Even as I have been finishing, publishing, and promoting Gun Curious these past 5 years, I have often thought about the book I set aside to pursue a trade book written from a first-person perspective. Gun Culture 2.0 the book is my more academic treatment of American gun culture. It engages more directly with the dominant scholarly perspective on guns, what I call “The Master Narrative of Democracy Destroying Right-Wing Gun Culture.”

In unearthing my notebooks recently, I found some genuine thought fragments that point to the perspective I want to use to animate Gun Culture 2.0.

The Master Narrative (essentially – this is a dramatic abbreviation) holds that the United States was founded as a racist, settler colonialist cisheteropatriarchy; that this influenced the development of gun culture in the country; and that it continues to shape gun culture today.

Like “The Standard Model of Explaining the Irrationality of Defensive Gun Ownership,” The Master Narrative emphasizes the symbolic nature of guns, a nature driven by political and economic concerns. As Jennifer Carlson writes in her foundational book, Citizen-Protectors, “For the most part, gun carry is symbolic” (p. 112). Why? Because most people will not have to shoot someone in self-defense.
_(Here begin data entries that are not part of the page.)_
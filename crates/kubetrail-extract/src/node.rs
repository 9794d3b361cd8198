//! Node change detection.
//!
//! Kubelets rewrite their Node object every few seconds just to bump
//! heartbeat times. Those updates carry no information worth keeping.

use serde_json::Value;

use crate::error::ExtractResult;

/// True unless the two Node payloads differ only in
/// `metadata.resourceVersion` and `status.conditions[*].lastHeartbeatTime`.
pub fn node_has_major_update(previous: &str, current: &str) -> ExtractResult<bool> {
    let mut previous: Value = serde_json::from_str(previous)?;
    let mut current: Value = serde_json::from_str(current)?;
    strip_volatile_fields(&mut previous);
    strip_volatile_fields(&mut current);
    Ok(previous != current)
}

fn strip_volatile_fields(node: &mut Value) {
    if let Some(metadata) = node.get_mut("metadata").and_then(Value::as_object_mut) {
        metadata.remove("resourceVersion");
    }
    let conditions = node
        .get_mut("status")
        .and_then(|status| status.get_mut("conditions"))
        .and_then(Value::as_array_mut);
    for condition in conditions.into_iter().flatten() {
        if let Some(condition) = condition.as_object_mut() {
            condition.remove("lastHeartbeatTime");
        }
    }
}

#[cfg(test)]
mod tests {
    use super::*;

    fn node(version: &str, heartbeat: &str, ready: &str) -> String {
        format!(
            r#"{{"metadata":{{"name":"node-1","resourceVersion":"{version}"}},
               "status":{{"conditions":[{{"type":"Ready","status":"{ready}","lastHeartbeatTime":"{heartbeat}"}}]}}}}"#
        )
    }

    #[test]
    fn heartbeat_only_is_minor() {
        let a = node("1", "2019-01-15T10:00:00Z", "True");
        let b = node("2", "2019-01-15T10:00:10Z", "True");
        assert!(!node_has_major_update(&a, &b).unwrap());
    }

    #[test]
    fn condition_change_is_major() {
        let a = node("1", "2019-01-15T10:00:00Z", "True");
        let b = node("2", "2019-01-15T10:00:10Z", "False");
        assert!(node_has_major_update(&a, &b).unwrap());
    }

    #[test]
    fn label_change_is_major() {
        let a = r#"{"metadata":{"resourceVersion":"1","labels":{"zone":"a"}}}"#;
        let b = r#"{"metadata":{"resourceVersion":"2","labels":{"zone":"b"}}}"#;
        assert!(node_has_major_update(a, b).unwrap());
    }

    #[test]
    fn invalid_json_fails() {
        assert!(node_has_major_update("{}", "nope").is_err());
    }
}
So, what motivates defensive gun ownership today? The fatal intersection of downward economic mobility of white men, toxic masculinity, racial resentment, and right-wing political ideology.

The Master Narrative tells a story of guns in America that holds some truth, like all stories do. Just as telling the story of America from the perspective of dominant groups does. The story of immigration to America told from the perspective of those who came through Jamestown and Ellis Island is a true American story.

But as Ron Takaki — the legendary UC-Berkeley historian and my fellow Japanese-American with Hawaiian roots — highlighted when I was in school, we can also look at American history in “a different mirror.”

What if we looked at guns, gun owners, and gun culture in a different mirror? What if we focused not exclusively on the symbolic dimension of guns but took seriously their practical dimension? Would this move us away from the homogenized view that animates The Master Narrative? Would this help us to see the diversity of gun culture and diversity in gun culture?

I think so. This is the working thesis of Gun Culture 2.0.